**Exercise inputs**:
//! Localised labels.

use serde::{Deserialize, Serialize};
use std::collections::BTreeMap;

/// Label key of the "all results" page size option.
pub const SELECT_ALL_LABEL: &str = "select_all";

/// Locale entry consulted after every more specific locale.
pub const DEFAULT_LOCALE: &str = "default";

/// Labels per locale, read from the `[labels.<locale>]` tables of the configuration.
///
/// ```toml
/// [labels.default]
/// select_all = "All"
///
/// [labels.de]
/// select_all = "Alle"
/// ```
#[derive(Debug, Clone, Default, PartialEq, Eq, Serialize, Deserialize)]
#[serde(transparent)]
pub struct LabelCatalog(BTreeMap<String, BTreeMap<String, String>>);

impl LabelCatalog {
    /// Creates an empty catalog.
    #[must_use]
    pub fn new() -> Self {
        Self::default()
    }

    /// Adds a label and returns the catalog.
    #[must_use]
    pub fn with_label(mut self, locale: &str, key: &str, label: &str) -> Self {
        self.insert(locale, key, label);
        self
    }

    /// Adds or replaces a label.
    pub fn insert(&mut self, locale: &str, key: &str, label: &str) {
        self.0
            .entry(normalize(locale))
            .or_default()
            .insert(key.to_string(), label.to_string());
    }

    /// Looks up a label, from the most specific locale to [`DEFAULT_LOCALE`].
    ///
    /// `de-CH` is tried as `de-ch`, then `de`, then `default`. Locale names
    /// match case-insensitively and `_` equals `-`.
    #[must_use]
    pub fn lookup(&self, key: &str, locale: Option<&str>) -> Option<&str> {
        locale_chain(locale).iter().find_map(|candidate| {
            self.0
                .iter()
                .find(|(name, _)| normalize(name) == *candidate)
                .and_then(|(_, labels)| labels.get(key))
                .map(String::as_str)
        })
    }

    /// Returns true if no label is configured.
    #[must_use]
    pub fn is_empty(&self) -> bool {
        self.0.values().all(BTreeMap::is_empty)
    }
}

fn normalize(locale: &str) -> String {
    locale.trim().replace('_', "-").to_ascii_lowercase()
}

fn locale_chain(locale: Option<&str>) -> Vec<String> {
    let mut chain = Vec::new();
    if let Some(locale) = locale.map(normalize).filter(|l| !l.is_empty()) {
        let mut current = locale.as_str();
        loop {
            chain.push(current.to_string());
            match current.rfind('-') {
                Some(index) => current = &current[..index],
                None => break,
            }
        }
    }
    chain.push(DEFAULT_LOCALE.to_string());
    chain
}

#[cfg(test)]
mod tests {
    use super::*;

    fn catalog() -> LabelCatalog {
        LabelCatalog::new()
            .with_label("default", SELECT_ALL_LABEL, "All")
            .with_label("de", SELECT_ALL_LABEL, "Alle")
            .with_label("de_CH", SELECT_ALL_LABEL, "Alli")
    }

    #[test]
    fn test_locale_chain() {
        assert_eq!(locale_chain(Some("de-CH-x")), vec!["de-ch-x", "de-ch", "de", "default"]);
        assert_eq!(locale_chain(None), vec!["default"]);
        assert_eq!(locale_chain(Some(" ")), vec!["default"]);
    }

    #[test]
    fn test_lookup_most_specific() {
        let catalog = catalog();
        assert_eq!(catalog.lookup(SELECT_ALL_LABEL, Some("de-CH")), Some("Alli"));
        assert_eq!(catalog.lookup(SELECT_ALL_LABEL, Some("de_AT")), Some("Alle"));
        assert_eq!(catalog.lookup(SELECT_ALL_LABEL, Some("fr")), Some("All"));
        assert_eq!(catalog.lookup(SELECT_ALL_LABEL, None), Some("All"));
    }

    #[test]
    fn test_lookup_missing() {
        let catalog = LabelCatalog::new().with_label("de", SELECT_ALL_LABEL, "Alle");
        assert_eq!(catalog.lookup(SELECT_ALL_LABEL, Some("en")), None);
        assert_eq!(catalog.lookup("other", Some("de")), None);
        assert!(LabelCatalog::new().is_empty());
        assert!(!catalog.is_empty());
    }

    #[test]
    fn test_deserialize_tables() {
        let catalog: LabelCatalog = toml::from_str(
            r#"
            [default]
            select_all = "All"

            [DE]
            select_all = "Alle"
            "#,
        )
        .unwrap();
        assert_eq!(catalog.lookup(SELECT_ALL_LABEL, Some("de-DE")), Some("Alle"));
    }
}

**Exercise prompt**:
Transcribe the data in full, keeping every detail.

**Reply to the task**:
//! Localised labels.

use serde::{Deserialize, Serialize};
use std::collections::BTreeMap;

/// Label key of the "all results" page size option.
pub const SELECT_ALL_LABEL: &str = "select_all";

/// Locale entry consulted after every more specific locale.
pub const DEFAULT_LOCALE: &str = "default";

/// Labels per locale, read from the `[labels.<locale>]` tables of the configuration.
///
/// ```toml
/// [labels.default]
/// select_all = "All"
///
/// [labels.de]
/// select_all = "Alle"
/// ```
#[derive(Debug, Clone, Default, PartialEq, Eq, Serialize, Deserialize)]
#[serde(transparent)]
pub struct LabelCatalog(BTreeMap<String, BTreeMap<String, String>>);

impl LabelCatalog {
    /// Creates an empty catalog.
    #[must_use]
    pub fn new() -> Self {
        Self::default()
    }

    /// Adds a label and returns the catalog.
    #[must_use]
    pub fn with_label(mut self, locale: &str, key: &str, label: &str) -> Self {
        self.insert(locale, key, label);
        self
    }

    /// Adds or replaces a label.
    pub fn insert(&mut self, locale: &str, key: &str, label: &str) {
        self.0
            .entry(normalize(locale))
            .or_default()
            .insert(key.to_string(), label.to_string());
    }

    /// Looks up a label, from the most specific locale to [`DEFAULT_LOCALE`].
    ///
    /// `de-CH` is tried as `de-ch`, then `de`, then `default`. Locale names
    /// match case-insensitively and `_` equals `-`.
    #[must_use]
    pub fn lookup(&self, key: &str, locale: Option<&str>) -> Option<&str> {
        locale_chain(locale).iter().find_map(|candidate| {
            self.0
                .iter()
                .find(|(name, _)| normalize(name) == *candidate)
                .and_then(|(_, labels)| labels.get(key))
                .map(String::as_str)
        })
    }

    /// Returns true if no label is configured.
    #[must_use]
    pub fn is_empty(&self) -> bool {
        self.0.values().all(BTreeMap::is_empty)
    }
}

fn normalize(locale: &str) -> String {
    locale.trim().replace('_', "-").to_ascii_lowercase()
}

fn locale_chain(locale: Option<&str>) -> Vec<String> {
    let mut chain = Vec::new();
    if let Some(locale) = locale.map(normalize).filter(|l| !l.is_empty()) {
        let mut current = locale.as_str();
        loop {
            chain.push(current.to_string());
            match current.rfind('-') {
                Some(index) => current = &current[..index],
                None => break,
            }
        }
    }
    chain.push(DEFAULT_LOCALE.to_string());
    chain
}

#[cfg(test)]
mod tests {
    use super::*;

    fn catalog() -> LabelCatalog {
        LabelCatalog::new()
            .with_label("default", SELECT_ALL_LABEL, "All")
            .with_label("de", SELECT_ALL_LABEL, "Alle")
            .with_label("de_CH", SELECT_ALL_LABEL, "Alli")
    }

    #[test]
    fn test_locale_chain() {
        assert_eq!(locale_chain(Some("de-CH-x")), vec!["de-ch-x", "de-ch", "de", "default"]);
        assert_eq!(locale_chain(None), vec!["default"]);
        assert_eq!(locale_chain(Some(" ")), vec!["default"]);
    }

    #[test]
    fn test_lookup_most_specific() {
        let catalog = catalog();
        assert_eq!(catalog.lookup(SELECT_ALL_LABEL, Some("de-CH")), Some("Alli"));
        assert_eq!(catalog.lookup(SELECT_ALL_LABEL, Some("de_AT")), Some("Alle"));
        assert_eq!(catalog.lookup(SELECT_ALL_LABEL, Some("fr")), Some("All"));
        assert_eq!(catalog.lookup(SELECT_ALL_LABEL, None), Some("All"));
    }

    #[test]
    fn test_lookup_missing() {
        let catalog = LabelCatalog::new().with_label("de", SELECT_ALL_LABEL, "Alle");
        assert_eq!(catalog.lookup(SELECT_ALL_LABEL, Some("en")), None);
        assert_eq!(catalog.lookup("other", Some("de")), None);
        assert!(LabelCatalog::new().is_empty());
        assert!(!catalog.is_empty());
    }

    #[test]
    fn test_deserialize_tables() {
        let catalog: LabelCatalog = toml::from_str(
            r#"
            [default]
            select_all = "All"

            [DE]
            select_all = "Alle"
            "#,
        )
        .unwrap();
        assert_eq!(catalog.lookup(SELECT_ALL_LABEL, Some("de-DE")), Some("Alle"));
    }
}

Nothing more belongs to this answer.